Terdapat jenis tertentu pernapasan yang disebut sebagai pernapasan diafragma atau pernapasan pada perut. Pernapasan perut ialah kegiatan bernapas jauh ke dalam paru-paru dengan meregangkan diafragma. 


Pernafasan tersebut merupakan kebalikan dari bernapas secara dangkal, yang terjadi saat meregangkan tulang rusuk seseorang. Perluasan perut daripada dada terjadi saat pernafasan ini. Pernafasan diafragma atau pernafasan perut inilah yang disebut sebagai cara sehat untuk menghirup oksigen.


Terdapat fungsi lain selain membantu ketika terjadi pernafasan. Di bawah ini adalah macam -macam  fungsi dari diafragma:

Fungsi non-pernapasan diafragma juga membantu ketika seseorang muntah, pengeluaran feses serta urine dari tubuh, dll. Seluruh tindakan ini dikarenakan meningkatkan tekanan pada perut bagian perut bawah

Baca Juga: Pembahasan Fungsi Bronkus dan Strukturnya

Mencegah mengalirnya cairan asam dengan tenaga tekanan pada kerongkongan ketika melewati esofagus yang kosong, yakni pembukaan pada diafragma dari bagian esofagus.

Kontraksi tanpa sadar dan secara tiba-tiba diafragma menyebabkan cegukan. Fenomena tersebut merupakan kejadian yang berasal dari pita suara semakin menutup karena serbuan udara dari paru-paru. Walaupun cegukan sangat mengganggu dan sedikit merepotkan, namun cegukan tidaklah memiliki bahaya. Setelah diafragma kembali bekerja normal, cegukan akan menghilang dengan sendirinya.

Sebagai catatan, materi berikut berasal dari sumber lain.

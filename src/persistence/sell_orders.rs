//! Sell order repository, including the conditional completion update.

use sqlx::{PgPool, Postgres};
use uuid::Uuid;

use crate::domain::{Audience, PropertyFields, SellOrder};
use crate::error::ApiError;

/// Shared property columns, in insert order.
const PROPERTY_COLUMNS: &str = "deal_type, category, price, description, estate_agent, \
     geo_position, owner_info, apartment_complex, images, documents, room_count, \
     house_square, kitchen_square, house_building_year, target_floor, total_floor, \
     not_first_floor, not_last_floor, attrs";

/// Full projection for the admin service.
const SELECT_ADMIN: &str = "SELECT id, deal_type, category, status, decline_reason, \
     created_object_id, price, description, estate_agent, geo_position, owner_info, \
     apartment_complex, images, documents, room_count, house_square, kitchen_square, \
     house_building_year, target_floor, total_floor, not_first_floor, not_last_floor, \
     attrs, created_at, updated_at FROM sell_orders";

/// Public projection: owner contact data is never fetched.
const SELECT_PUBLIC: &str = "SELECT id, deal_type, category, status, decline_reason, \
     created_object_id, price, description, estate_agent, geo_position, \
     NULL::jsonb AS owner_info, apartment_complex, images, documents, room_count, \
     house_square, kitchen_square, house_building_year, target_floor, total_floor, \
     not_first_floor, not_last_floor, attrs, created_at, updated_at FROM sell_orders";

const fn projection(audience: Audience) -> &'static str {
    match audience {
        Audience::AdminService => SELECT_ADMIN,
        Audience::Public => SELECT_PUBLIC,
    }
}

/// PostgreSQL-backed sell order repository.
#[derive(Debug, Clone)]
pub struct SellOrderRepo {
    pool: PgPool,
}

impl SellOrderRepo {
    /// Creates a repository over the given pool.
    #[must_use]
    pub fn new(pool: PgPool) -> Self {
        Self { pool }
    }

    /// Inserts a new intake order in status `new`.
    ///
    /// # Errors
    ///
    /// Returns [`ApiError::Database`] on database failure.
    pub async fn insert(&self, fields: &PropertyFields) -> Result<SellOrder, ApiError> {
        let sql = format!(
            "INSERT INTO sell_orders ({PROPERTY_COLUMNS}) \
             VALUES ($1, $2, $3, $4, $5, $6, $7, $8, $9, $10, $11, $12, $13, $14, $15, $16, \
                     $17, $18, $19) \
             RETURNING *"
        );
        let row = bind_property_fields(sqlx::query_as::<_, SellOrder>(&sql), fields)
            .fetch_one(&self.pool)
            .await?;
        Ok(row)
    }

    /// Fetches a single order with the audience's projection.
    ///
    /// # Errors
    ///
    /// Returns [`ApiError::Database`] on database failure.
    pub async fn find_by_id(
        &self,
        id: Uuid,
        audience: Audience,
    ) -> Result<Option<SellOrder>, ApiError> {
        let sql = format!("{} WHERE id = $1", projection(audience));
        let row = sqlx::query_as::<_, SellOrder>(&sql)
            .bind(id)
            .fetch_optional(&self.pool)
            .await?;
        Ok(row)
    }

    /// Lists orders, optionally filtered by status, newest first.
    ///
    /// # Errors
    ///
    /// Returns [`ApiError::Database`] on database failure.
    pub async fn list(
        &self,
        status: Option<&str>,
        audience: Audience,
    ) -> Result<Vec<SellOrder>, ApiError> {
        let rows = match status {
            Some(status) => {
                let sql = format!(
                    "{} WHERE status = $1 ORDER BY created_at DESC",
                    projection(audience)
                );
                sqlx::query_as::<_, SellOrder>(&sql)
                    .bind(status)
                    .fetch_all(&self.pool)
                    .await?
            }
            None => {
                let sql = format!("{} ORDER BY created_at DESC", projection(audience));
                sqlx::query_as::<_, SellOrder>(&sql)
                    .fetch_all(&self.pool)
                    .await?
            }
        };
        Ok(rows)
    }

    /// Replaces an order's property fields; `status` and
    /// `decline_reason` keep their current values when absent.
    ///
    /// # Errors
    ///
    /// Returns [`ApiError::Database`] on database failure.
    pub async fn update(
        &self,
        id: Uuid,
        fields: &PropertyFields,
        status: Option<&str>,
        decline_reason: Option<&str>,
    ) -> Result<Option<SellOrder>, ApiError> {
        let sql = "UPDATE sell_orders SET \
             deal_type = $1, category = $2, price = $3, description = $4, estate_agent = $5, \
             geo_position = $6, owner_info = $7, apartment_complex = $8, images = $9, \
             documents = $10, room_count = $11, house_square = $12, kitchen_square = $13, \
             house_building_year = $14, target_floor = $15, total_floor = $16, \
             not_first_floor = $17, not_last_floor = $18, attrs = $19, \
             status = COALESCE($20, status), \
             decline_reason = COALESCE($21, decline_reason), \
             updated_at = now() \
             WHERE id = $22 RETURNING *";
        let row = bind_property_fields(sqlx::query_as::<_, SellOrder>(sql), fields)
            .bind(status)
            .bind(decline_reason)
            .bind(id)
            .fetch_optional(&self.pool)
            .await?;
        Ok(row)
    }

    /// Claims the completion transition: moves the order to `completed`
    /// only if it is not completed yet, atomically. Returns whether the
    /// transition actually occurred, so the listing materialization can
    /// be gated on a true exclusive transition instead of a prior read.
    ///
    /// # Errors
    ///
    /// Returns [`ApiError::Database`] on database failure.
    pub async fn complete_if_pending(&self, id: Uuid) -> Result<bool, ApiError> {
        let result = sqlx::query(
            "UPDATE sell_orders SET status = 'completed', updated_at = now() \
             WHERE id = $1 AND status <> 'completed'",
        )
        .bind(id)
        .execute(&self.pool)
        .await?;
        Ok(result.rows_affected() == 1)
    }

    /// Records the materialized listing's id on a completed order.
    ///
    /// # Errors
    ///
    /// Returns [`ApiError::Database`] on database failure.
    pub async fn set_created_object(&self, id: Uuid, listing_id: Uuid) -> Result<(), ApiError> {
        sqlx::query("UPDATE sell_orders SET created_object_id = $2 WHERE id = $1")
            .bind(id)
            .bind(listing_id)
            .execute(&self.pool)
            .await?;
        Ok(())
    }

    /// Deletes an order, returning the removed row.
    ///
    /// # Errors
    ///
    /// Returns [`ApiError::Database`] on database failure.
    pub async fn delete(&self, id: Uuid) -> Result<Option<SellOrder>, ApiError> {
        let row =
            sqlx::query_as::<_, SellOrder>("DELETE FROM sell_orders WHERE id = $1 RETURNING *")
                .bind(id)
                .fetch_optional(&self.pool)
                .await?;
        Ok(row)
    }
}

/// Binds the shared property columns in [`PROPERTY_COLUMNS`] order.
fn bind_property_fields<'q>(
    query: sqlx::query::QueryAs<'q, Postgres, SellOrder, sqlx::postgres::PgArguments>,
    fields: &'q PropertyFields,
) -> sqlx::query::QueryAs<'q, Postgres, SellOrder, sqlx::postgres::PgArguments> {
    query
        .bind(&fields.deal_type)
        .bind(&fields.category)
        .bind(fields.price)
        .bind(&fields.description)
        .bind(fields.estate_agent)
        .bind(&fields.geo_position)
        .bind(&fields.owner_info)
        .bind(&fields.apartment_complex)
        .bind(&fields.images)
        .bind(&fields.documents)
        .bind(fields.room_count)
        .bind(fields.house_square)
        .bind(fields.kitchen_square)
        .bind(fields.house_building_year)
        .bind(fields.target_floor)
        .bind(fields.total_floor)
        .bind(fields.not_first_floor)
        .bind(fields.not_last_floor)
        .bind(&fields.attrs)
}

Kondisi Yang Dapat Mempengaruhi Fungsi Diafragma

Terdapat beberapa kondisi yang dapat menyebabkan gangguan fungsi pada diafragma. Diantaranya adalah Hernia hiatus. Hernia hiatus adalah suatu kondisi dimana esofagus perut / fundus lambung naik melewati hiatus esofagus ke dalam rongga dada. Kejiadian ini sebagai akibat dari air mata atau semacam lemahnya  pada otot diafragma. 

Bila ada akumulasi gas kalah terhadap diafragma, hal ini dapat menjadi tanda pneumoperitoneum, yang merupakan kondisi serius serta harus ada penanganan secepatnya.


Semoga pembahasan ini dapat membuat kita memahami betapa pentingnya peran diafragma ketika terjadi proses pernapasan. Untuk selalu  sehat serta meningkatkan fungsi diafragma, Melakukan pelatihan pernafasan juga sangat penting untuk kita lakukan.